May 6, 2025 (EDITORIAL) A messaging tool used by Trump administration officials to archive encrypted Signal messages has been hacked — twice — forcing its suspension and raising new concerns over how high-level U.S. communications are being protected.
TeleMessage, an Israel-based tool used by government agencies to archive encrypted messages from platforms like Signal, Telegram, and WeChat, has shut down its services after two hackers separately claimed to have breached the system. The company confirmed it’s investigating a “potential security incident” and suspended operations “out of an abundance of caution,” according to a spokesperson for Smarsh, which owns the app.
The breach came to light after Reuters published a photo of then–national security adviser Mike Waltz using TeleMessage on a Signal-like interface. Days later, 404 Media reported a hacker accessed TeleMessage’s backend in about 15–20 minutes, gaining access to names and contact details of U.S. officials, internal credentials, and client indicators. A second hacker reportedly told NBC News they independently accessed and downloaded a large cache of files.
Screenshots from April, preserved by the Internet Archive, show that TeleMessage’s now-defunct website previously advertised support for archiving messages from Signal, Telegram, and WeChat. Today, those pages redirect to a placeholder homepage, removing any mention of those services.

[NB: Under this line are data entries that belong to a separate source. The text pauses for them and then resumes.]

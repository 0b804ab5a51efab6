/*
    Copyright © 2023, ParallelChain Lab
    Licensed under the Apache License, Version 2.0: http://www.apache.org/licenses/LICENSE-2.0
*/

//! Types that exist only to identify things or to store points in time, and do not have any major
//! "active" behavior.

use std::{
    fmt::{self, Debug, Display, Formatter},
    hash::Hash,
    ops::Add,
    time::Duration,
};

use serde::{Deserialize, Serialize};
use uuid::Uuid;

macro_rules! uuid_identifier {
    ($(#[$meta:meta])* $name:ident) => {
        $(#[$meta])*
        #[derive(Clone, Copy, PartialEq, Eq, Hash, PartialOrd, Ord, Serialize, Deserialize)]
        #[serde(transparent)]
        pub struct $name(Uuid);

        impl $name {
            /// Create a new identifier wrapping `uuid`.
            pub const fn new(uuid: Uuid) -> Self {
                Self(uuid)
            }

            /// Create a fresh, random (version 4) identifier.
            pub fn random() -> Self {
                Self(Uuid::new_v4())
            }

            /// The nil identifier. Never valid on the wire.
            pub const fn nil() -> Self {
                Self(Uuid::nil())
            }

            /// Create an identifier from its 16 raw bytes.
            pub const fn from_bytes(bytes: [u8; 16]) -> Self {
                Self(Uuid::from_bytes(bytes))
            }

            /// Get the 16 raw bytes of this identifier.
            pub const fn bytes(&self) -> [u8; 16] {
                *self.0.as_bytes()
            }

            /// Get the inner [`Uuid`].
            pub const fn uuid(&self) -> Uuid {
                self.0
            }

            /// Whether this is the nil identifier.
            pub fn is_nil(&self) -> bool {
                self.0.is_nil()
            }
        }

        impl From<Uuid> for $name {
            fn from(uuid: Uuid) -> Self {
                Self(uuid)
            }
        }

        impl Display for $name {
            fn fmt(&self, f: &mut Formatter<'_>) -> fmt::Result {
                Display::fmt(&self.0, f)
            }
        }

        impl Debug for $name {
            fn fmt(&self, f: &mut Formatter<'_>) -> fmt::Result {
                Display::fmt(&self.0, f)
            }
        }
    };
}

uuid_identifier!(
    /// Stable identifier of a lockable element of the shared document (a graph node).
    ///
    /// The mapping from `ElementId`s to actual graph nodes belongs to the host's document model.
    ElementId
);

uuid_identifier!(
    /// Identifier of the shared document that a session collaborates on.
    ///
    /// Every client in the same session should be configured with the same `DocumentId`. Messages that
    /// carry a different `DocumentId` are discarded on receipt.
    DocumentId
);

uuid_identifier!(
    /// Identifier of the graph within the document that a message refers to.
    SubgraphId
);

/// Identifier of a user, as supplied by the host session.
///
/// `UserId`s are opaque: the only validation performed on them is that they are non-empty.
#[derive(Clone, PartialEq, Eq, Hash, PartialOrd, Ord, Default, Serialize, Deserialize)]
#[serde(transparent)]
pub struct UserId(String);

impl UserId {
    /// Create a new `UserId` wrapping `id`.
    pub fn new(id: impl Into<String>) -> Self {
        Self(id.into())
    }

    /// Get the inner string of this `UserId`.
    pub fn as_str(&self) -> &str {
        &self.0
    }

    /// Whether this `UserId` is the empty string, which is never a valid identity.
    pub fn is_empty(&self) -> bool {
        self.0.is_empty()
    }
}

impl From<&str> for UserId {
    fn from(id: &str) -> Self {
        Self(id.to_string())
    }
}

impl From<String> for UserId {
    fn from(id: String) -> Self {
        Self(id)
    }
}

impl Display for UserId {
    fn fmt(&self, f: &mut Formatter<'_>) -> fmt::Result {
        f.write_str(&self.0)
    }
}

impl Debug for UserId {
    fn fmt(&self, f: &mut Formatter<'_>) -> fmt::Result {
        Debug::fmt(&self.0, f)
    }
}

/// A point in time, in seconds, as read from a [`Clock`](crate::clock::Clock).
///
/// Lease bounds and message timestamps are exchanged between clients as `Timestamp`s, so all clients
/// in a session should read them from clocks with a shared epoch (the default
/// [`SystemClock`](crate::clock::SystemClock) counts from the Unix epoch).
#[derive(Clone, Copy, PartialEq, PartialOrd, Default, Serialize, Deserialize)]
#[serde(transparent)]
pub struct Timestamp(f64);

impl Timestamp {
    /// Create a new `Timestamp` from a number of seconds.
    pub const fn from_secs(secs: f64) -> Self {
        Self(secs)
    }

    /// Get the number of seconds of this `Timestamp`.
    pub const fn secs(&self) -> f64 {
        self.0
    }

    /// Whether this `Timestamp` is a finite number of seconds.
    pub fn is_finite(&self) -> bool {
        self.0.is_finite()
    }

    /// Get the duration elapsed from `earlier` to `self`, or zero if `earlier` is later than `self`.
    pub fn saturating_duration_since(&self, earlier: Timestamp) -> Duration {
        let secs = self.0 - earlier.0;
        if secs.is_finite() && secs > 0.0 {
            Duration::try_from_secs_f64(secs).unwrap_or(Duration::MAX)
        } else {
            Duration::ZERO
        }
    }

    /// Get the later of `self` and `other`.
    pub fn max(self, other: Timestamp) -> Timestamp {
        if other.0 > self.0 {
            other
        } else {
            self
        }
    }
}

impl Add<Duration> for Timestamp {
    type Output = Timestamp;
    fn add(self, rhs: Duration) -> Self::Output {
        Timestamp(self.0 + rhs.as_secs_f64())
    }
}

impl Display for Timestamp {
    fn fmt(&self, f: &mut Formatter<'_>) -> fmt::Result {
        write!(f, "{:.3}", self.0)
    }
}

impl Debug for Timestamp {
    fn fmt(&self, f: &mut Formatter<'_>) -> fmt::Result {
        write!(f, "Timestamp({:.3})", self.0)
    }
}

#[test]
fn timestamp_arithmetic_test() {
    let t0 = Timestamp::from_secs(10.0);
    let t1 = t0 + Duration::from_millis(1500);
    assert_eq!(t1.secs(), 11.5);
    assert_eq!(t1.saturating_duration_since(t0), Duration::from_millis(1500));
    assert_eq!(t0.saturating_duration_since(t1), Duration::ZERO);
    assert_eq!(t0.max(t1), t1);
    assert_eq!(t1.max(t0), t1);
}
/*
    Copyright © 2023, ParallelChain Lab
    Licensed under the Apache License, Version 2.0: http://www.apache.org/licenses/LICENSE-2.0
*/

//! Definitions of types specific to the [throttler](super::MessageThrottler).

use std::{collections::HashMap, time::Duration};

use crate::{
    messages::MessageKind,
    types::{Timestamp, UserId},
};

/// Throttling intervals and history bounds.
#[derive(Clone, Debug, PartialEq)]
pub struct ThrottleConfiguration {
    /// Minimum time between two messages of the same kind from the same user. A zero (or missing)
    /// interval means the kind is never throttled.
    pub intervals: HashMap<MessageKind, Duration>,

    /// Whether throttling is switched on for each kind. A missing entry means off.
    pub enabled: HashMap<MessageKind, bool>,

    /// Maximum number of [`ThrottleRecord`]s kept in the history.
    pub max_history_records: usize,

    /// Maximum age of a [`ThrottleRecord`] kept in the history.
    pub max_history_age: Duration,
}

impl ThrottleConfiguration {
    pub fn interval(&self, kind: MessageKind) -> Duration {
        self.intervals.get(&kind).copied().unwrap_or(Duration::ZERO)
    }

    pub fn is_enabled(&self, kind: MessageKind) -> bool {
        self.enabled.get(&kind).copied().unwrap_or(false)
    }
}

impl Default for ThrottleConfiguration {
    fn default() -> Self {
        let mut intervals = HashMap::new();
        let mut enabled = HashMap::new();
        for kind in MessageKind::ALL {
            let interval = match kind {
                MessageKind::WirePreview => Duration::from_millis(100),
                MessageKind::Heartbeat => Duration::from_secs(1),
                _ => Duration::ZERO,
            };
            intervals.insert(kind, interval);
            enabled.insert(kind, kind.is_throttleable());
        }

        Self {
            intervals,
            enabled,
            max_history_records: 1000,
            max_history_age: Duration::from_secs(30),
        }
    }
}

/// A message of `kind` sent by `user` at `sent_at`.
#[derive(Clone, Debug, PartialEq)]
pub struct ThrottleRecord {
    pub user: UserId,
    pub kind: MessageKind,
    pub sent_at: Timestamp,
}

/// Counters for one `(user, kind)` pair.
#[derive(Clone, Debug, Default, PartialEq)]
pub struct ThrottleStats {
    pub sent: u64,
    pub suppressed: u64,
    pub last_sent: Option<Timestamp>,
}
//! Functions for receiving messages from the [`Transport`].

use std::{
    sync::{
        mpsc::{Receiver, TryRecvError},
        Arc, Mutex,
    },
    thread::{self, JoinHandle},
    time::Duration,
};

use super::transport::Transport;
use crate::{
    clock::Clock,
    replication::{InboundError, Replicator},
};

/// Spawn the poller thread, which polls the [`Transport`] for messages and feeds each of them to the
/// [`Replicator`], under its mutex.
///
/// When the transport has nothing to deliver, the poller sleeps for `poll_interval` before polling
/// again.
pub(crate) fn start_polling<T: Transport + 'static>(
    mut transport: T,
    replicator: Arc<Mutex<Replicator<T>>>,
    clock: Arc<dyn Clock>,
    poll_interval: Duration,
    shutdown_signal: Receiver<()>,
) -> JoinHandle<()> {
    thread::spawn(move || loop {
        match shutdown_signal.try_recv() {
            Ok(()) | Err(TryRecvError::Disconnected) => return,
            Err(TryRecvError::Empty) => (),
        }

        match transport.recv() {
            Some(message) => {
                let mut replicator = replicator
                    .lock()
                    .unwrap_or_else(|poisoned| poisoned.into_inner());
                match replicator.handle_message(message, clock.now()) {
                    Ok(()) => (),
                    Err(InboundError::SelfEcho) | Err(InboundError::ForeignDocument(_)) => (),
                    Err(err) => log::debug!("Poller dropped inbound message: {}", err),
                }
            }
            None => thread::sleep(poll_interval),
        }
    })
}
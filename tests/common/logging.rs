use std::{io, sync::Once, thread};

use log::LevelFilter;

static LOGGER_INIT: Once = Once::new();

// Set up a logger that logs all log messages with level `level` and above.
pub(crate) fn setup_logger(level: LevelFilter) {
    LOGGER_INIT.call_once(|| {
        fern::Dispatch::new()
            .format(|out, message, record| {
                out.finish(format_args!(
                    "[{:?}][{}][{}] {}",
                    thread::current().id(),
                    record.level(),
                    record.target(),
                    message
                ))
            })
            .level(level)
            .chain(io::stdout())
            .apply()
            .unwrap();
    })
}
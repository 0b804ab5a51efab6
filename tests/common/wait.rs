use std::{
    thread,
    time::{Duration, Instant},
};

/// Poll `condition` until it holds, panicking with `what` if it still does not after `timeout`.
pub(crate) fn wait_until(what: &str, timeout: Duration, mut condition: impl FnMut() -> bool) {
    let deadline = Instant::now() + timeout;
    while !condition() {
        if Instant::now() > deadline {
            panic!("timed out waiting until {}", what);
        }
        thread::sleep(Duration::from_millis(5));
    }
}
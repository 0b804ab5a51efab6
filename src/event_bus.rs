/*
    Copyright © 2023, ParallelChain Lab
    Licensed under the Apache License, Version 2.0: http://www.apache.org/licenses/LICENSE-2.0
*/

//! The observer registry and the thread that delivers [`Event`]s to it.
//!
//! Handlers of each event type are kept in subscription order and are always invoked in that order.
//! A handler runs on the event bus thread while the registry is locked, so it must not subscribe or
//! unsubscribe handlers itself.

use std::{
    sync::{
        mpsc::{Receiver, RecvTimeoutError, TryRecvError},
        Arc, Mutex,
    },
    thread::{self, JoinHandle},
    time::Duration,
};

use crate::{events::*, logging::Logger};

pub(crate) type HandlerPtr<T> = Box<dyn Fn(&T) + Send>;

/// Identifies one registered handler, so that it can be
/// [unsubscribed](crate::session::Session::unsubscribe).
#[derive(Clone, Copy, Debug, PartialEq, Eq, Hash, PartialOrd, Ord)]
pub struct SubscriptionId(u64);

#[doc(hidden)]
pub struct HandlerList<T> {
    handlers: Vec<(SubscriptionId, HandlerPtr<T>)>,
}

impl<T> HandlerList<T> {
    fn new() -> Self {
        Self {
            handlers: Vec::new(),
        }
    }

    fn fire(&self, event: &T) {
        self.handlers.iter().for_each(|(_, handler)| handler(event))
    }

    fn remove(&mut self, id: SubscriptionId) -> bool {
        let before = self.handlers.len();
        self.handlers.retain(|(handler_id, _)| *handler_id != id);
        self.handlers.len() != before
    }
}

/// Implemented by every event type that handlers can subscribe to.
pub trait HandledEvent: Logger + Sized + 'static {
    #[doc(hidden)]
    fn handler_list(handlers: &mut EventHandlers) -> &mut HandlerList<Self>;
}

macro_rules! handled_event {
    ($event:ty, $field:ident) => {
        impl HandledEvent for $event {
            fn handler_list(handlers: &mut EventHandlers) -> &mut HandlerList<Self> {
                &mut handlers.$field
            }
        }
    };
}

handled_event!(LockStateChangedEvent, lock_state_changed_handlers);
handled_event!(QueueLockRequestEvent, queue_lock_request_handlers);
handled_event!(SendMessageEvent, send_message_handlers);
handled_event!(ThrottleMessageEvent, throttle_message_handlers);
handled_event!(DropMessageEvent, drop_message_handlers);
handled_event!(ReceiveMessageEvent, receive_message_handlers);
handled_event!(ReceiveNodeOperationEvent, receive_node_operation_handlers);
handled_event!(ReceiveWirePreviewEvent, receive_wire_preview_handlers);

/// Registered handlers of every event type.
pub struct EventHandlers {
    next_id: u64,
    pub(crate) lock_state_changed_handlers: HandlerList<LockStateChangedEvent>,
    pub(crate) queue_lock_request_handlers: HandlerList<QueueLockRequestEvent>,
    pub(crate) send_message_handlers: HandlerList<SendMessageEvent>,
    pub(crate) throttle_message_handlers: HandlerList<ThrottleMessageEvent>,
    pub(crate) drop_message_handlers: HandlerList<DropMessageEvent>,
    pub(crate) receive_message_handlers: HandlerList<ReceiveMessageEvent>,
    pub(crate) receive_node_operation_handlers: HandlerList<ReceiveNodeOperationEvent>,
    pub(crate) receive_wire_preview_handlers: HandlerList<ReceiveWirePreviewEvent>,
}

impl EventHandlers {
    /// Create a registry. If `log_events` is true, the default logging handler of every event type is
    /// subscribed first.
    pub(crate) fn new(log_events: bool) -> Self {
        let mut handlers = Self {
            next_id: 0,
            lock_state_changed_handlers: HandlerList::new(),
            queue_lock_request_handlers: HandlerList::new(),
            send_message_handlers: HandlerList::new(),
            throttle_message_handlers: HandlerList::new(),
            drop_message_handlers: HandlerList::new(),
            receive_message_handlers: HandlerList::new(),
            receive_node_operation_handlers: HandlerList::new(),
            receive_wire_preview_handlers: HandlerList::new(),
        };

        if log_events {
            handlers.subscribe_logger::<LockStateChangedEvent>();
            handlers.subscribe_logger::<QueueLockRequestEvent>();
            handlers.subscribe_logger::<SendMessageEvent>();
            handlers.subscribe_logger::<ThrottleMessageEvent>();
            handlers.subscribe_logger::<DropMessageEvent>();
            handlers.subscribe_logger::<ReceiveMessageEvent>();
            handlers.subscribe_logger::<ReceiveNodeOperationEvent>();
            handlers.subscribe_logger::<ReceiveWirePreviewEvent>();
        }

        handlers
    }

    pub(crate) fn subscribe<E: HandledEvent>(&mut self, handler: HandlerPtr<E>) -> SubscriptionId {
        let id = SubscriptionId(self.next_id);
        self.next_id += 1;
        E::handler_list(self).handlers.push((id, handler));
        id
    }

    fn subscribe_logger<E: HandledEvent>(&mut self) {
        self.subscribe(E::get_logger());
    }

    /// Remove the handler registered as `id`. Returns whether it was registered.
    pub(crate) fn unsubscribe(&mut self, id: SubscriptionId) -> bool {
        self.lock_state_changed_handlers.remove(id)
            || self.queue_lock_request_handlers.remove(id)
            || self.send_message_handlers.remove(id)
            || self.throttle_message_handlers.remove(id)
            || self.drop_message_handlers.remove(id)
            || self.receive_message_handlers.remove(id)
            || self.receive_node_operation_handlers.remove(id)
            || self.receive_wire_preview_handlers.remove(id)
    }

    pub(crate) fn fire_handlers(&self, event: Event) {
        match event {
            Event::LockStateChanged(event) => self.lock_state_changed_handlers.fire(&event),
            Event::QueueLockRequest(event) => self.queue_lock_request_handlers.fire(&event),
            Event::SendMessage(event) => self.send_message_handlers.fire(&event),
            Event::ThrottleMessage(event) => self.throttle_message_handlers.fire(&event),
            Event::DropMessage(event) => self.drop_message_handlers.fire(&event),
            Event::ReceiveMessage(event) => self.receive_message_handlers.fire(&event),
            Event::ReceiveNodeOperation(event) => {
                self.receive_node_operation_handlers.fire(&event)
            }
            Event::ReceiveWirePreview(event) => self.receive_wire_preview_handlers.fire(&event),
        }
    }
}

/// Spawn the event bus thread, which delivers every published [`Event`] to the handlers in
/// `event_handlers`.
///
/// On shutdown, events already published are delivered before the thread exits.
pub(crate) fn start_event_bus(
    event_handlers: Arc<Mutex<EventHandlers>>,
    event_subscriber: Receiver<Event>,
    shutdown_signal: Receiver<()>,
) -> JoinHandle<()> {
    let fire = move |event: Event| {
        event_handlers
            .lock()
            .unwrap_or_else(|poisoned| poisoned.into_inner())
            .fire_handlers(event)
    };

    thread::spawn(move || loop {
        match shutdown_signal.try_recv() {
            Ok(()) | Err(TryRecvError::Disconnected) => {
                while let Ok(event) = event_subscriber.try_recv() {
                    fire(event)
                }
                return;
            }
            Err(TryRecvError::Empty) => (),
        }

        match event_subscriber.recv_timeout(Duration::from_millis(10)) {
            Ok(event) => fire(event),
            Err(RecvTimeoutError::Timeout) => (),
            Err(RecvTimeoutError::Disconnected) => return,
        }
    })
}

#[test]
fn handlers_fire_in_subscription_order_and_unsubscribe_test() {
    use crate::{
        locks::ChangeCause,
        types::{ElementId, LockRecord, Timestamp, UserId},
    };
    use std::{sync::mpsc, time::SystemTime};

    let mut handlers = EventHandlers::new(false);
    let (calls, seen) = mpsc::channel();

    let first_calls = calls.clone();
    let first = handlers.subscribe::<LockStateChangedEvent>(Box::new(
        move |_: &LockStateChangedEvent| first_calls.send("first").unwrap(),
    ));
    handlers.subscribe::<LockStateChangedEvent>(Box::new(move |_: &LockStateChangedEvent| {
        calls.send("second").unwrap()
    }));

    let element = ElementId::random();
    let event = || {
        Event::LockStateChanged(LockStateChangedEvent {
            timestamp: SystemTime::now(),
            element,
            record: LockRecord::locked(
                element,
                UserId::from("alice"),
                Timestamp::from_secs(1.0),
                Duration::from_secs(30),
            ),
            cause: ChangeCause::Granted,
        })
    };

    handlers.fire_handlers(event());
    assert_eq!(seen.try_iter().collect::<Vec<_>>(), vec!["first", "second"]);

    assert!(handlers.unsubscribe(first));
    assert!(!handlers.unsubscribe(first));
    handlers.fire_handlers(event());
    assert_eq!(seen.try_iter().collect::<Vec<_>>(), vec!["second"]);
}
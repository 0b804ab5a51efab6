//! Per-user, per-kind rate limiting of outbound messages.
//!
//! # Why throttle
//!
//! Some message kinds are produced at interactive rates. A user dragging a wire across the canvas
//! generates a [`WirePreview`](crate::messages::MessageKind::WirePreview) for every mouse move, far
//! more than peers need to render a smooth preview. The [`MessageThrottler`] caps each such kind to
//! at most one message per configured interval, per user.
//!
//! Only *preview-class* kinds (those for which
//! [`MessageKind::is_throttleable`](crate::messages::MessageKind::is_throttleable) is true) are
//! checked against the throttler by the [replicator](crate::replication::Replicator). Lock and
//! structural messages are required for correctness and are never suppressed, whatever their
//! configured interval. Every message that goes out is still recorded, so
//! [`ThrottleStats`] count sends of every kind.
//!
//! # Memory
//!
//! The throttler keeps a history of [`ThrottleRecord`]s, one per message sent, and decides whether a
//! message may be sent by scanning this history from newest to oldest. The history is bounded by two
//! ceilings that are enforced independently on every send:
//! 1. **Age**: records older than
//!    [`max_history_age`](types::ThrottleConfiguration::max_history_age) are dropped.
//! 2. **Count**: if more than
//!    [`max_history_records`](types::ThrottleConfiguration::max_history_records) remain, the oldest
//!    are dropped.
//!
//! # Defaults
//!
//! | Kind | Interval | Enabled |
//! |---|---|---|
//! | `WirePreview` | 100 ms | yes |
//! | `Heartbeat` | 1 s | yes |
//! | `NodeOperation`, `LockRequest`, `LockRelease` | 0 | no |

pub mod types;

pub(crate) mod implementation;

pub use implementation::MessageThrottler;

pub use types::{ThrottleConfiguration, ThrottleRecord, ThrottleStats};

The problems with Telemessage are not new. Security experts had long questioned TeleMessage’s approach. The tool appeared to bypass Signal’s end-to-end encryption—designed so messages are readable only to sender and receiver—by storing copies of those messages for later retrieval. That process, critics warned, could undermine the core security that Signal was built to protect.
It makes you wonder, who, if anyone is actually advising the most senior members of the Trump cabinet on security. Either they are incompetent or they’ve been over-ruled.
If they need someone good, I hear Chris Krebs is free and apparently not afraid to speak truth to power.